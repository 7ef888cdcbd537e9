//! Attack declaration rules.
//!
//! An attack point is a space attacks are launched from. Each side may use a
//! limited number of attack points per combat phase and a limited number of
//! attackers from each point. Every unit attacks at most once.

use crate::board::{
    all_units, AttackTarget, GameState, Side, Space, UnitId, ACTIVATION_TRACK,
};
use crate::config::Rules;

/// Attack points and attackers per point for a side.
#[derive(Debug, Clone, Copy, PartialEq, Eq)]
pub struct AttackLimits {
    pub points: usize,
    pub per_point: usize,
}

/// Returns the declaration limits for `side` in the current state.
///
/// Soviet limits grow with the activation chits placed so far.
pub fn attack_limits(state: &GameState, side: Side) -> AttackLimits {
    let (points, per_point) = match side {
        Side::German => Rules::GERMAN_ATTACK_LIMITS,
        Side::Soviet => match state.track_count(&ACTIVATION_TRACK) {
            0 => (2, 2),
            1 => (3, 2),
            2 => (3, 3),
            _ => (4, 3),
        },
    };
    AttackLimits { points, per_point }
}

/// Returns true if `unit` may be declared as an attacker without breaking
/// the side's limits.
fn within_limits(state: &GameState, side: Side, source: Space) -> bool {
    let limits = attack_limits(state, side);
    let mut points: Vec<Space> = state.attacks.iter().map(|a| a.source).collect();
    points.sort_unstable();
    points.dedup();

    if points.contains(&source) {
        let from_here = state.attacks.iter().filter(|a| a.source == source).count();
        from_here < limits.per_point
    } else {
        points.len() < limits.points && limits.per_point > 0
    }
}

/// Returns true if `unit` has already been declared this phase.
fn already_attacking(state: &GameState, unit: UnitId) -> bool {
    state.attacks.iter().any(|a| a.attacker == unit)
}

/// Everything `unit` could attack from where it stands, ignoring limits.
///
/// Only a unit in contact with the enemy may attack at all; empty
/// neighbouring spaces are offered to such a unit alongside the enemy.
fn candidate_targets(state: &GameState, unit: UnitId) -> Vec<AttackTarget> {
    let (Some(side), Some(from)) = (unit.side(), state.space_of(unit)) else {
        return Vec::new();
    };

    let mut targets = Vec::new();
    let mut empty = Vec::new();
    for &space in crate::board::standard().neighbors(from) {
        let mut any_piece = false;
        for other in state.units_at(space) {
            any_piece = true;
            if other.is_enemy_of(side) {
                targets.push(AttackTarget::Unit(other));
            }
        }
        if !any_piece {
            empty.push(AttackTarget::Space(space));
        }
    }
    if targets.is_empty() {
        return Vec::new();
    }
    targets.extend(empty);
    targets
}

/// Own units that may still be declared as attackers.
pub fn eligible_attackers(state: &GameState, side: Side) -> Vec<UnitId> {
    all_units()
        .filter(|u| u.is_combat_unit() && u.side() == Some(side))
        .filter(|u| !already_attacking(state, *u))
        .filter(|u| {
            state
                .space_of(*u)
                .is_some_and(|source| within_limits(state, side, source))
        })
        .filter(|u| !candidate_targets(state, *u).is_empty())
        .collect()
}

/// Legal targets for a selected attacker.
pub fn targets_for(state: &GameState, unit: UnitId) -> Vec<AttackTarget> {
    let (Some(side), Some(source)) = (unit.side(), state.space_of(unit)) else {
        return Vec::new();
    };
    if already_attacking(state, unit) || !within_limits(state, side, source) {
        return Vec::new();
    }
    candidate_targets(state, unit)
}

/// Returns the space a target stood on when declared.
pub fn target_space(state: &GameState, target: AttackTarget) -> Option<Space> {
    match target {
        AttackTarget::Unit(unit) => state.space_of(unit),
        AttackTarget::Space(space) => Some(space),
    }
}

#[cfg(test)]
mod tests {
    use super::*;
    use crate::board::{Attack, Location, ACTIVATION_CHITS};
    use crate::config::Options;

    fn sp(n: u8) -> Space {
        Space::new(n).unwrap()
    }

    fn unit(id: &str) -> UnitId {
        UnitId::from_id(id).unwrap()
    }

    fn put(state: &mut GameState, id: &str, n: u8) {
        state.set_location(unit(id), Some(Location::Map(sp(n))));
    }

    fn declare(state: &mut GameState, attacker: &str, target: &str) {
        let target = unit(target);
        state.attacks.push(Attack {
            attacker: unit(attacker),
            target: AttackTarget::Unit(target),
            source: state.space_of(unit(attacker)).unwrap(),
            target_space: state.space_of(target).unwrap(),
        });
    }

    fn new_state() -> GameState {
        GameState::new(9, "Standard Game", Options::default())
    }

    #[test]
    fn soviet_limits_follow_activation() {
        let mut state = new_state();
        assert_eq!(attack_limits(&state, Side::Soviet), AttackLimits { points: 2, per_point: 2 });
        state.set_location(ACTIVATION_CHITS[0], Some(Location::Track(ACTIVATION_TRACK[0])));
        state.set_location(ACTIVATION_CHITS[1], Some(Location::Track(ACTIVATION_TRACK[1])));
        assert_eq!(attack_limits(&state, Side::Soviet), AttackLimits { points: 3, per_point: 3 });
        assert_eq!(attack_limits(&state, Side::German), AttackLimits { points: 2, per_point: 2 });
    }

    #[test]
    fn targets_include_units_forts_and_empty_spaces() {
        let mut state = new_state();
        put(&mut state, "sov_16g", 2);
        put(&mut state, "ger_gd", 1);
        put(&mut state, "sov_36g", 4);

        let targets = targets_for(&state, unit("sov_16g"));
        assert!(targets.contains(&AttackTarget::Unit(unit("ger_gd"))));
        assert!(targets.contains(&AttackTarget::Unit(unit("fort_koenigsberg"))));
        assert!(targets.contains(&AttackTarget::Space(sp(23))));
        // Friendly-occupied spaces are never targets.
        assert!(!targets.contains(&AttackTarget::Space(sp(4))));
        assert!(!targets.contains(&AttackTarget::Unit(unit("sov_36g"))));
    }

    #[test]
    fn germans_never_target_forts() {
        let mut state = new_state();
        put(&mut state, "ger_gd", 24);
        let targets = targets_for(&state, unit("ger_gd"));
        assert!(!targets.contains(&AttackTarget::Unit(unit("fort_koenigsberg"))));
        assert!(!targets.contains(&AttackTarget::Space(sp(1))));
    }

    #[test]
    fn attack_point_limits_apply() {
        let mut state = new_state();
        put(&mut state, "ger_gd", 3);
        put(&mut state, "ger_5pz", 3);
        put(&mut state, "ger_1inf", 3);
        put(&mut state, "ger_56inf", 20);
        put(&mut state, "ger_561vg", 2);
        put(&mut state, "sov_94", 21);
        put(&mut state, "sov_16g", 23);

        declare(&mut state, "ger_gd", "sov_94");
        declare(&mut state, "ger_5pz", "sov_94");
        // Two attackers already launched from space 3.
        assert!(targets_for(&state, unit("ger_1inf")).is_empty());
        // A second attack point is still available.
        assert!(!targets_for(&state, unit("ger_56inf")).is_empty());

        declare(&mut state, "ger_56inf", "sov_94");
        // Both German attack points are used up.
        assert!(targets_for(&state, unit("ger_561vg")).is_empty());
        let eligible = eligible_attackers(&state, Side::German);
        assert!(eligible.is_empty(), "unexpected attackers {:?}", eligible);
    }

    #[test]
    fn units_out_of_contact_cannot_attack() {
        let mut state = new_state();
        put(&mut state, "ger_gd", 30);
        put(&mut state, "sov_16g", 19);
        assert!(targets_for(&state, unit("ger_gd")).is_empty());
        assert!(!eligible_attackers(&state, Side::German).contains(&unit("ger_gd")));
        assert!(!eligible_attackers(&state, Side::Soviet).contains(&unit("sov_16g")));
    }

    #[test]
    fn units_attack_once() {
        let mut state = new_state();
        put(&mut state, "ger_gd", 3);
        put(&mut state, "sov_94", 21);
        declare(&mut state, "ger_gd", "sov_94");
        assert!(!eligible_attackers(&state, Side::German).contains(&unit("ger_gd")));
        assert!(targets_for(&state, unit("ger_gd")).is_empty());
    }
}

**ASSIGNMENT:**
Only the lines from the beginning of the material to the line containing "at all; empty" should be echoed, verbatim and in full.

**OUTPUT FOR THIS TASK:**
repository 7ef888cdcbd537e9
//! Attack declaration rules.
//!
//! An attack point is a space attacks are launched from. Each side may use a
//! limited number of attack points per combat phase and a limited number of
//! attackers from each point. Every unit attacks at most once.

use crate::board::{
    all_units, AttackTarget, GameState, Side, Space, UnitId, ACTIVATION_TRACK,
};
use crate::config::Rules;

/// Attack points and attackers per point for a side.
#[derive(Debug, Clone, Copy, PartialEq, Eq)]
pub struct AttackLimits {
    pub points: usize,
    pub per_point: usize,
}

/// Returns the declaration limits for `side` in the current state.
///
/// Soviet limits grow with the activation chits placed so far.
pub fn attack_limits(state: &GameState, side: Side) -> AttackLimits {
    let (points, per_point) = match side {
        Side::German => Rules::GERMAN_ATTACK_LIMITS,
        Side::Soviet => match state.track_count(&ACTIVATION_TRACK) {
            0 => (2, 2),
            1 => (3, 2),
            2 => (3, 3),
            _ => (4, 3),
        },
    };
    AttackLimits { points, per_point }
}

/// Returns true if `unit` may be declared as an attacker without breaking
/// the side's limits.
fn within_limits(state: &GameState, side: Side, source: Space) -> bool {
    let limits = attack_limits(state, side);
    let mut points: Vec<Space> = state.attacks.iter().map(|a| a.source).collect();
    points.sort_unstable();
    points.dedup();

    if points.contains(&source) {
        let from_here = state.attacks.iter().filter(|a| a.source == source).count();
        from_here < limits.per_point
    } else {
        points.len() < limits.points && limits.per_point > 0
    }
}

/// Returns true if `unit` has already been declared this phase.
fn already_attacking(state: &GameState, unit: UnitId) -> bool {
    state.attacks.iter().any(|a| a.attacker == unit)
}

/// Everything `unit` could attack from where it stands, ignoring limits.
///
/// Only a unit in contact with the enemy may attack at all; empty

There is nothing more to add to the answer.